Brief = From the first line to the last, retype the listing without any alteration.

==================================================

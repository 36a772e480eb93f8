//! Example: feed a sheet from a push-style producer
//!
//! The producer runs on its own thread and blocks on every row until the
//! exporter pulls it, so memory stays flat no matter how many rows it sends.
//!
//! Run with `RUST_LOG=excelstream_exporter=debug` to see the export log.

use excelstream_exporter::{
    use_row_channel, Cell, CellStyle, Exporter, Row, SheetSpec, StreamWriter, WriteMode,
    XlsxWorkbook,
};

fn main() -> Result<(), Box<dyn std::error::Error>> {
    tracing_subscriber::fmt()
        .with_env_filter(
            tracing_subscriber::EnvFilter::try_from_default_env()
                .unwrap_or_else(|_| "excelstream_exporter=info".into()),
        )
        .init();

    let mode = WriteMode::from_env();
    println!("Exporting orders in {:?} mode...", mode);

    let orders = use_row_channel(|sink| {
        for id in 1..=100_000_i64 {
            sink.send(Row::new([
                Cell::new(id),
                Cell::new(format!("Customer {}", id % 977)),
                Cell::styled(id as f64 * 1.25, CellStyle::NumberCurrency),
            ]))?;
        }
        Ok(())
    });

    let spec = SheetSpec::<XlsxWorkbook>::new("Orders", orders).with_init(|exporter| {
        if let Some(stream) = exporter.stream_mut() {
            stream.set_col_width(2, 2, 24.0)?;
        }
        Ok(())
    });

    let summary = Exporter::new("channel_export.xlsx", mode == WriteMode::Streaming)?
        .export(vec![spec])?;

    println!("Wrote {} rows", summary.total_rows);
    println!("File: channel_export.xlsx");
    Ok(())
}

==================================================

Task result =
repository 36a772e480eb93f8
//! Example: feed a sheet from a push-style producer
//!
//! The producer runs on its own thread and blocks on every row until the
//! exporter pulls it, so memory stays flat no matter how many rows it sends.
//!
//! Run with `RUST_LOG=excelstream_exporter=debug` to see the export log.

use excelstream_exporter::{
    use_row_channel, Cell, CellStyle, Exporter, Row, SheetSpec, StreamWriter, WriteMode,
    XlsxWorkbook,
};

fn main() -> Result<(), Box<dyn std::error::Error>> {
    tracing_subscriber::fmt()
        .with_env_filter(
            tracing_subscriber::EnvFilter::try_from_default_env()
                .unwrap_or_else(|_| "excelstream_exporter=info".into()),
        )
        .init();

    let mode = WriteMode::from_env();
    println!("Exporting orders in {:?} mode...", mode);

    let orders = use_row_channel(|sink| {
        for id in 1..=100_000_i64 {
            sink.send(Row::new([
                Cell::new(id),
                Cell::new(format!("Customer {}", id % 977)),
                Cell::styled(id as f64 * 1.25, CellStyle::NumberCurrency),
            ]))?;
        }
        Ok(())
    });

    let spec = SheetSpec::<XlsxWorkbook>::new("Orders", orders).with_init(|exporter| {
        if let Some(stream) = exporter.stream_mut() {
            stream.set_col_width(2, 2, 24.0)?;
        }
        Ok(())
    });

    let summary = Exporter::new("channel_export.xlsx", mode == WriteMode::Streaming)?
        .export(vec![spec])?;

    println!("Wrote {} rows", summary.total_rows);
    println!("File: channel_export.xlsx");
    Ok(())
}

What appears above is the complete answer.